Für Daniel Delonga, Player-Manager des DFB-Ausrüsters adidas, ist dies schon ein ungewöhnlicher Wunsch. Normal seien eigentlich die Namen der Kinder, der Freundin oder der Frau, erklärte er. Aber auch die jeweilige Nationalflagge und/oder die Rückennummer sind als optisches Extra gefragt. "Veredelung" nennt Delonga im Fachjargon diese "Prints" und berichtet, dass die Farbe der Schuhe aus "Marketinggründen" vorgegeben werde. "Wir definieren die Schuhfarben, sind aber natürlich im ständigen Austausch mit den Spielern", meinte Delonga.

Als Lukas Podolski gegen Dänemark sein 100. Länderspiel bestritt, war der Ex-Kölner bestens ausgerüstet für den großen Tag. Er trug rot-blaue F50 adiZeromit mit einer ganzen Reihe von Gimmicks: Neben dem Spieltagsdatum (17. Juni 2012) und einer Deutschland-Flagge war der Schriftzug "100+" aufgestickt.

Dass den Profis durchaus auf die Füße geschaut wird, beweist nicht zuletzt das Beispiel Tomas Rosicky. Während der EM wurde in seiner tschechischen Heimat tagelang über vier Buchstaben auf seinen Schuhen gerätselt. Die Auflösung folgte aber keineswegs auf dem Fuße. "Es sind die Anfangsbuchstaben eines Satzes, der für mich sehr viel Bedeutung hat", sagte der frühere Dortmunder Bundesligaprofi - und machte auf dem Absatz kehrt.

Futuristische Namen

Von den deutschen Nationalspielern trägt übrigens keiner mehr unterherum schwarz. Einzig Holger Badstuber greift ab und zu im Training nochmal zu den antik wirkenden Tretern. Und setzt ob der wilden Farbenpracht um ihn herum fast schon wieder modische Akzente. Laut adidas hatte erstmals das magische Dreieck des VfB Stuttgart - Giovane Elber, Fredi Bobic, Krassimir Balakov - Mitte der 1990er Jahre wegen seiner bunten Schuhe für Aufsehen gesorgt. Der Kameruner Rigobert Song trug bei der WM 1998 sogar einen roten und einen gelben Stollenschuh.

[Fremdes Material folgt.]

//! Thread persistence for Kestrel.
//!
//! One [`ThreadStore`] trait over two backends: a local SQLite database for
//! development and a Supabase REST client for production. The agent session
//! and the sandbox manager only ever see the trait.

pub mod error;
pub mod local;
pub mod supabase;

pub use error::{Result, StoreError};
pub use local::LocalStore;
pub use supabase::{SupabaseConfig, SupabaseStore};

use std::sync::Arc;

use async_trait::async_trait;

use kestrel_types::{Message, Thread, ThreadConfig};

/// Storage operations the runtime needs per thread.
#[async_trait]
pub trait ThreadStore: Send + Sync {
    /// All messages of a thread, ordered by creation time.
    async fn get_thread_messages(
        &self,
        thread_id: &str,
        limit: Option<usize>,
        include_system: bool,
    ) -> Result<Vec<Message>>;

    /// Append one message. Returns the generated message id.
    async fn add_message(&self, thread_id: &str, message: &Message) -> Result<String>;

    /// Append several messages in order. Returns the generated ids.
    async fn add_messages(&self, thread_id: &str, messages: &[Message]) -> Result<Vec<String>>;

    /// Create a thread. Generates an id when none is given.
    async fn create_thread(
        &self,
        thread_id: Option<&str>,
        user_id: Option<&str>,
        kafka_profile_id: Option<&str>,
        system_message: Option<&str>,
    ) -> Result<Thread>;

    /// Whether a thread exists.
    async fn thread_exists(&self, thread_id: &str) -> Result<bool>;

    /// Fetch a thread record.
    async fn get_thread(&self, thread_id: &str) -> Result<Option<Thread>>;

    /// Delete all messages of a thread, keeping the thread itself.
    /// Returns the number of deleted messages.
    async fn delete_thread_messages(&self, thread_id: &str) -> Result<usize>;

    /// The sandbox currently bound to a thread, if any.
    async fn get_thread_sandbox_id(&self, thread_id: &str) -> Result<Option<String>>;

    /// Bind a sandbox to a thread.
    async fn update_thread_sandbox_id(&self, thread_id: &str, sandbox_id: &str) -> Result<()>;

    /// The full claim payload for a thread, or `None` when the backend has no
    /// profile data (callers fall back to process environment defaults).
    async fn get_thread_config(&self, thread_id: &str) -> Result<Option<ThreadConfig>>;
}

/// A store that can be shared across tasks.
pub type SharedStore = Arc<dyn ThreadStore>;
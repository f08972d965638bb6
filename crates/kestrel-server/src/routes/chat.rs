//! OpenAI-compatible chat completion endpoints.
//!
//! Streaming responses interleave `chat.completion.chunk` objects with
//! `tool_result` and `tool_messages` events. With `"stream": false` the run
//! is collected into a single `chat.completion` response.

use axum::extract::{Path, State};
use axum::response::{IntoResponse, Response};
use axum::Json;
use futures::StreamExt;
use serde::{Deserialize, Serialize};
use tokio_util::sync::CancellationToken;
use utoipa::ToSchema;
use uuid::Uuid;

use kestrel_agent::AgentEventStream;
use kestrel_types::{AgentEvent, ChatCompletionRequest, DoneReason};

use crate::error::ServerError;
use crate::sse::agent_events_to_sse;
use crate::state::AppState;

/// A collected (non-streaming) chat completion.
#[derive(Debug, Clone, Serialize, Deserialize, ToSchema)]
pub struct ChatCompletionResponse {
    /// Completion id.
    pub id: String,
    /// Always `"chat.completion"`.
    pub object: String,
    /// Unix timestamp.
    pub created: i64,
    /// Model that answered.
    pub model: String,
    /// Single choice with the final message.
    pub choices: Vec<CompletionChoice>,
}

/// One choice of a collected completion.
#[derive(Debug, Clone, Serialize, Deserialize, ToSchema)]
pub struct CompletionChoice {
    /// Choice index.
    pub index: usize,
    /// The final assistant message.
    pub message: CompletionMessage,
    /// Why the run ended.
    pub finish_reason: String,
}

/// The message of a collected completion.
#[derive(Debug, Clone, Serialize, Deserialize, ToSchema)]
pub struct CompletionMessage {
    /// Always `"assistant"`.
    pub role: String,
    /// Final text.
    pub content: String,
}

/// POST /v1/chat/completions: stateless chat.
#[utoipa::path(
    post,
    path = "/v1/chat/completions",
    request_body = ChatCompletionRequest,
    responses(
        (status = 200, description = "SSE stream of completion chunks, or a collected completion"),
        (status = 400, description = "Malformed request"),
    ),
    tag = "chat"
)]
pub async fn chat_handler(
    State(state): State<AppState>,
    Json(request): Json<ChatCompletionRequest>,
) -> Result<Response, ServerError> {
    if request.messages.is_empty() {
        return Err(ServerError::BadRequest("messages must not be empty".to_string()));
    }

    let model = request
        .model
        .clone()
        .unwrap_or_else(|| state.config.default_model.clone());
    let events = state.agent.run(
        request.messages.clone(),
        Some(model.clone()),
        Some(request.temperature),
        request.max_tokens,
        CancellationToken::new(),
    );

    if request.wants_stream() {
        Ok(agent_events_to_sse(events, true).into_response())
    } else {
        let collected = collect_completion(events, &model).await?;
        Ok(Json(collected).into_response())
    }
}

/// POST /v1/threads/{thread_id}/chat/completions: chat with persistence.
#[utoipa::path(
    post,
    path = "/v1/threads/{thread_id}/chat/completions",
    request_body = ChatCompletionRequest,
    params(("thread_id" = String, Path, description = "Thread id")),
    responses(
        (status = 200, description = "SSE stream of completion chunks, persisted to the thread"),
        (status = 400, description = "Malformed request"),
    ),
    tag = "chat"
)]
pub async fn thread_chat_handler(
    State(state): State<AppState>,
    Path(thread_id): Path<String>,
    Json(request): Json<ChatCompletionRequest>,
) -> Result<Response, ServerError> {
    if request.messages.is_empty() {
        return Err(ServerError::BadRequest("messages must not be empty".to_string()));
    }

    let model = request
        .model
        .clone()
        .unwrap_or_else(|| state.config.default_model.clone());
    let session = state.thread_session(&thread_id)?;
    let events = session.run_with_thread(
        request.messages.clone(),
        Some(model.clone()),
        Some(request.temperature),
        request.max_tokens,
        true,
        CancellationToken::new(),
    );

    if request.wants_stream() {
        Ok(agent_events_to_sse(events, true).into_response())
    } else {
        let collected = collect_completion(events, &model).await?;
        Ok(Json(collected).into_response())
    }
}

/// Drain an event stream into one `chat.completion` response.
async fn collect_completion(
    mut events: AgentEventStream,
    model: &str,
) -> Result<ChatCompletionResponse, ServerError> {
    let mut content = String::new();
    let mut finish_reason = "stop".to_string();

    while let Some(event) = events.next().await {
        match event {
            AgentEvent::Chunk(chunk) => {
                if let Some(delta) = chunk.delta() {
                    if let Some(text) = &delta.content {
                        content.push_str(text);
                    }
                }
            }
            AgentEvent::Done(done) => {
                match done.reason {
                    DoneReason::TextResponse => {
                        if let Some(final_content) = done.final_content {
                            content = final_content;
                        }
                    }
                    DoneReason::Idle => finish_reason = "stop".to_string(),
                    DoneReason::MaxIterations => finish_reason = "length".to_string(),
                }
            }
            AgentEvent::Error { message, .. } => {
                return Err(ServerError::Internal(message));
            }
            AgentEvent::ToolResult(_) | AgentEvent::ToolMessages { .. } => {}
        }
    }

    Ok(ChatCompletionResponse {
        id: format!("chatcmpl-{}", Uuid::new_v4().simple()),
        object: "chat.completion".to_string(),
        created: chrono::Utc::now().timestamp(),
        model: model.to_string(),
        choices: vec![CompletionChoice {
            index: 0,
            message: CompletionMessage {
                role: "assistant".to_string(),
                content,
            },
            finish_reason,
        }],
    })
}
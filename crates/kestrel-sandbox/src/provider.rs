//! Sandbox provisioning.
//!
//! The [`SandboxProvider`] trait is the seam to the cloud-sandbox control
//! plane: create from a snapshot, connect by id, restart, stop. The
//! [`DaytonaProvider`] implementation drives the Daytona REST API.

use std::sync::Arc;
use std::time::Duration;

use async_trait::async_trait;
use serde_json::Value;

use crate::error::{Result, SandboxError};
use crate::handle::{RemoteSandbox, SharedHandle};

/// Default control-plane API base.
const DEFAULT_API_BASE: &str = "https://app.daytona.io/api";

/// Control-plane operations the manager needs.
#[async_trait]
pub trait SandboxProvider: Send + Sync {
    /// Create a new sandbox from an environment snapshot. The returned
    /// handle is still starting; callers follow with `health_wait`.
    async fn create(&self, environment_id: &str) -> Result<SharedHandle>;

    /// Handle to an existing sandbox by id.
    async fn connect(&self, sandbox_id: &str, environment_id: &str) -> Result<SharedHandle>;

    /// Restart a stopped sandbox. May return a handle with a different id.
    async fn restart(&self, sandbox_id: &str, environment_id: &str) -> Result<SharedHandle>;

    /// Stop a sandbox on the control plane.
    async fn stop(&self, sandbox_id: &str) -> Result<bool>;
}

/// Daytona control-plane client.
pub struct DaytonaProvider {
    client: reqwest::Client,
    api_base: String,
    api_key: String,
}

impl DaytonaProvider {
    /// Create a provider with the given API key.
    pub fn new(api_key: impl Into<String>) -> Self {
        Self {
            client: reqwest::Client::builder()
                .timeout(Duration::from_secs(60))
                .build()
                .expect("reqwest client"),
            api_base: DEFAULT_API_BASE.to_string(),
            api_key: api_key.into(),
        }
    }

    /// Read `DAYTONA_API_KEY` from the environment.
    pub fn from_env() -> Result<Self> {
        let api_key = std::env::var("DAYTONA_API_KEY")
            .map_err(|_| SandboxError::provision("DAYTONA_API_KEY not set"))?;
        Ok(Self::new(api_key))
    }

    /// Override the API base URL.
    pub fn with_api_base(mut self, api_base: impl Into<String>) -> Self {
        self.api_base = api_base.into();
        self
    }

    async fn post(&self, path: &str, body: Option<Value>) -> Result<Value> {
        let mut request = self
            .client
            .post(format!("{}{path}", self.api_base))
            .header("authorization", format!("Bearer {}", self.api_key));
        if let Some(body) = body {
            request = request.json(&body);
        }

        let response = request
            .send()
            .await
            .map_err(|e| SandboxError::provision(e.to_string()))?;
        let status = response.status();
        let body = response.text().await.unwrap_or_default();
        if !status.is_success() {
            return Err(SandboxError::provision(format!("HTTP {status}: {body}")));
        }
        if body.is_empty() {
            return Ok(Value::Null);
        }
        serde_json::from_str(&body).map_err(|e| SandboxError::provision(e.to_string()))
    }
}

#[async_trait]
impl SandboxProvider for DaytonaProvider {
    async fn create(&self, environment_id: &str) -> Result<SharedHandle> {
        let created = self
            .post(
                "/sandbox",
                Some(serde_json::json!({
                    "snapshot": environment_id,
                    "public": true,
                    "autoStopInterval": 0,
                })),
            )
            .await?;

        let sandbox_id = created
            .get("id")
            .and_then(Value::as_str)
            .ok_or_else(|| SandboxError::provision("create response without id"))?
            .to_string();

        tracing::info!(sandbox_id = %sandbox_id, environment_id, "created sandbox");
        Ok(Arc::new(RemoteSandbox::starting(sandbox_id, environment_id)))
    }

    async fn connect(&self, sandbox_id: &str, environment_id: &str) -> Result<SharedHandle> {
        Ok(Arc::new(RemoteSandbox::connect(sandbox_id, environment_id)))
    }

    async fn restart(&self, sandbox_id: &str, environment_id: &str) -> Result<SharedHandle> {
        self.post(&format!("/sandbox/{sandbox_id}/start"), None)
            .await?;
        tracing::info!(sandbox_id, "restarted sandbox");
        Ok(Arc::new(RemoteSandbox::starting(sandbox_id, environment_id)))
    }

    async fn stop(&self, sandbox_id: &str) -> Result<bool> {
        match self.post(&format!("/sandbox/{sandbox_id}/stop"), None).await {
            Ok(_) => Ok(true),
            Err(e) => {
                tracing::warn!(sandbox_id, error = %e, "failed to stop sandbox");
                Ok(false)
            }
        }
    }
}

#[cfg(test)]
mod tests {
    use super::*;

    #[test]
    fn test_provider_from_key() {
        let provider = DaytonaProvider::new("dtn-key").with_api_base("http://localhost:9000");
        assert_eq!(provider.api_base, "http://localhost:9000");
    }
}
//! HTTP request bodies accepted by the server.

use serde::{Deserialize, Serialize};
use utoipa::ToSchema;

use crate::message::Message;

fn default_temperature() -> f32 {
    0.7
}

/// OpenAI-compatible chat completion request.
#[derive(Debug, Clone, Serialize, Deserialize, ToSchema)]
pub struct ChatCompletionRequest {
    /// Model identifier; falls back to the server default when absent.
    #[serde(skip_serializing_if = "Option::is_none")]
    pub model: Option<String>,
    /// Conversation messages.
    pub messages: Vec<Message>,
    /// Sampling temperature.
    #[serde(default = "default_temperature")]
    pub temperature: f32,
    /// Max tokens per completion.
    #[serde(skip_serializing_if = "Option::is_none")]
    pub max_tokens: Option<u32>,
    /// Whether to stream; this server streams unless explicitly disabled.
    #[serde(skip_serializing_if = "Option::is_none")]
    pub stream: Option<bool>,
}

impl ChatCompletionRequest {
    /// True unless the caller asked for a collected response.
    pub fn wants_stream(&self) -> bool {
        self.stream.unwrap_or(true)
    }
}

/// Request body for the agent-run endpoints.
#[derive(Debug, Clone, Serialize, Deserialize, ToSchema)]
pub struct AgentRunRequest {
    /// Conversation messages.
    pub messages: Vec<Message>,
    /// Model identifier; falls back to the server default when absent.
    #[serde(skip_serializing_if = "Option::is_none")]
    pub model: Option<String>,
    /// Sampling temperature.
    #[serde(default = "default_temperature")]
    pub temperature: f32,
    /// Max tokens per completion.
    #[serde(skip_serializing_if = "Option::is_none")]
    pub max_tokens: Option<u32>,
}

/// Request body for thread creation.
#[derive(Debug, Clone, Default, Serialize, Deserialize, ToSchema)]
pub struct CreateThreadRequest {
    /// Optional system message stored as the first thread message.
    #[serde(skip_serializing_if = "Option::is_none")]
    pub system_message: Option<String>,
    /// Owning user.
    #[serde(skip_serializing_if = "Option::is_none")]
    pub user_id: Option<String>,
    /// Agent profile id.
    #[serde(skip_serializing_if = "Option::is_none")]
    pub kafka_profile_id: Option<String>,
    /// Free-form metadata.
    #[serde(skip_serializing_if = "Option::is_none")]
    #[schema(value_type = Option<Object>)]
    pub metadata: Option<serde_json::Value>,
}
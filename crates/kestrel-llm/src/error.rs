//! Error types for the LLM crate.

use thiserror::Error;

/// Result type alias using the LLM error type.
pub type Result<T> = std::result::Result<T, LlmError>;

/// Error type for LLM operations.
#[derive(Debug, Error)]
pub enum LlmError {
    /// Any failure surfaced by the model gateway.
    #[error("LLM provider error ({provider}): {message}")]
    Provider {
        /// Gateway or provider name.
        provider: String,
        /// HTTP status, when the failure came with one.
        status_code: Option<u16>,
        /// The provider's error message.
        message: String,
        /// Structured error body, when the provider returned one.
        body: Option<String>,
    },

    /// Network/connectivity failure before a response was obtained.
    #[error("network error: {0}")]
    Network(String),

    /// Configuration error (missing API key, bad base URL).
    #[error("configuration error: {0}")]
    Config(String),

    /// Serialization/deserialization failure.
    #[error("serialization error: {0}")]
    Serialization(String),

    /// Malformed input messages.
    #[error(transparent)]
    Validation(#[from] kestrel_types::ValidationError),
}

impl LlmError {
    /// Wrap a downstream failure as a provider error.
    pub fn provider(provider: impl Into<String>, message: impl Into<String>) -> Self {
        Self::Provider {
            provider: provider.into(),
            status_code: None,
            message: message.into(),
            body: None,
        }
    }

    /// Wrap an HTTP error response as a provider error.
    pub fn provider_status(
        provider: impl Into<String>,
        status_code: u16,
        message: impl Into<String>,
        body: Option<String>,
    ) -> Self {
        Self::Provider {
            provider: provider.into(),
            status_code: Some(status_code),
            message: message.into(),
            body,
        }
    }
}

impl From<reqwest::Error> for LlmError {
    fn from(err: reqwest::Error) -> Self {
        if err.is_timeout() {
            LlmError::Network(format!("request timed out: {err}"))
        } else if err.is_connect() {
            LlmError::Network(format!("connection failed: {err}"))
        } else {
            LlmError::Network(err.to_string())
        }
    }
}

impl From<serde_json::Error> for LlmError {
    fn from(err: serde_json::Error) -> Self {
        LlmError::Serialization(err.to_string())
    }
}

#[cfg(test)]
mod tests {
    use super::*;

    #[test]
    fn test_provider_error_display() {
        let err = LlmError::provider("gateway", "bad things");
        assert!(err.to_string().contains("gateway"));
        assert!(err.to_string().contains("bad things"));
    }

    #[test]
    fn test_provider_status_keeps_body() {
        let err = LlmError::provider_status("gateway", 400, "rejected", Some("{}".to_string()));
        match err {
            LlmError::Provider {
                status_code, body, ..
            } => {
                assert_eq!(status_code, Some(400));
                assert_eq!(body.as_deref(), Some("{}"));
            }
            _ => panic!("expected provider error"),
        }
    }
}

Ebenso futuristisch wie die Optik der verschiedenen Modelle muten auch ihre Namen an, die irgendwie an Hightech-Waffen vom Raumschiff Enterprise erinnern. Statt Käpt'n Kirk rüstet sich aber Cristiano Ronaldo mit den rot-pinken Mercurial Vapor III der Marke Nike, die dem Träger eine explosive Geschwindigkeit ermöglichen sollen. Der T90 Laser IV KL mit giftgrüner Hacke verspricht indes einen zielgenauen Abschluss. Durch das dünne Synthetikmaterial sollen sich die Schuhe der jeweiligen Fußform anpassen.

Doch nicht bei allen kommen die Neon-Kreationen an: "Jeder Lappen, der sich die Schuhe in den Farben holt, ist ein Poser", schrieb ein Max im Internet. Uli Hoeneß wird dem sicher beipflichten.